• **What to produce**
Return all lines below containing the word "AppResult".

────

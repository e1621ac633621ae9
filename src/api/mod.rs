//! API handlers for the bookstore REST endpoints

pub mod auth;
pub mod books;
pub mod bookstores;
pub mod borrowings;
pub mod clients;
pub mod health;
pub mod openapi;
pub mod sales;

use axum::{
    async_trait,
    extract::FromRequestParts,
    http::{header::AUTHORIZATION, request::Parts},
};
use uuid::Uuid;

use crate::{
    error::{AppError, AppResult},
    models::auth::TokenClaims,
    AppState,
};

/// Extractor for a caller holding a valid bearer token
pub struct AuthenticatedUser(pub TokenClaims);

#[async_trait]
impl FromRequestParts<AppState> for AuthenticatedUser {
    type Rejection = AppError;

    async fn from_request_parts(parts: &mut Parts, state: &AppState) -> Result<Self, Self::Rejection> {
        let auth_header = parts
            .headers
            .get(AUTHORIZATION)
            .and_then(|value| value.to_str().ok())
            .ok_or_else(|| AppError::Authentication("Not authenticated".to_string()))?;

        let token = auth_header
            .strip_prefix("Bearer ")
            .ok_or_else(|| AppError::Authentication("Invalid authorization header format".to_string()))?;

        let claims = state.services.auth.verify(token)?;
        Ok(AuthenticatedUser(claims))
    }
}

/// Parse a path identifier, naming the entity in the error
pub fn parse_id(raw: &str, entity: &str) -> AppResult<Uuid> {
    Uuid::parse_str(raw).map_err(|_| AppError::BadRequest(format!("Invalid {} ID format", entity)))
}
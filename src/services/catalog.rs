//! Book catalog service

use uuid::Uuid;
use validator::Validate;

use crate::{
    error::AppResult,
    models::book::{Book, BookQuery, CreateBook},
    repository::Repository,
};

#[derive(Clone)]
pub struct CatalogService {
    repository: Repository,
}

impl CatalogService {
    pub fn new(repository: Repository) -> Self {
        Self { repository }
    }

    /// One page of books with the total count
    pub async fn list_books(&self, query: &BookQuery) -> AppResult<(Vec<Book>, i64)> {
        self.repository.books.list(query).await
    }

    /// Get book by ID
    pub async fn get_book(&self, id: Uuid) -> AppResult<Book> {
        self.repository.books.get_by_id(id).await
    }

    /// Create a new book
    pub async fn create_book(&self, data: CreateBook) -> AppResult<Book> {
        data.validate()?;

        let book = Book {
            id: Uuid::new_v4(),
            isbn: data.isbn,
            title: data.title,
            author: data.author,
            genre: data.genre,
            price: data.price,
            condition: data.condition,
        };
        self.repository.books.create(&book).await
    }

    /// Delete a book
    pub async fn delete_book(&self, id: Uuid) -> AppResult<()> {
        self.repository.books.delete(id).await
    }
}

────

• **Your response**
    error::{AppError, AppResult},
pub fn parse_id(raw: &str, entity: &str) -> AppResult<Uuid> {
    error::AppResult,
    pub async fn list_books(&self, query: &BookQuery) -> AppResult<(Vec<Book>, i64)> {
    pub async fn get_book(&self, id: Uuid) -> AppResult<Book> {
    pub async fn create_book(&self, data: CreateBook) -> AppResult<Book> {
    pub async fn delete_book(&self, id: Uuid) -> AppResult<()> {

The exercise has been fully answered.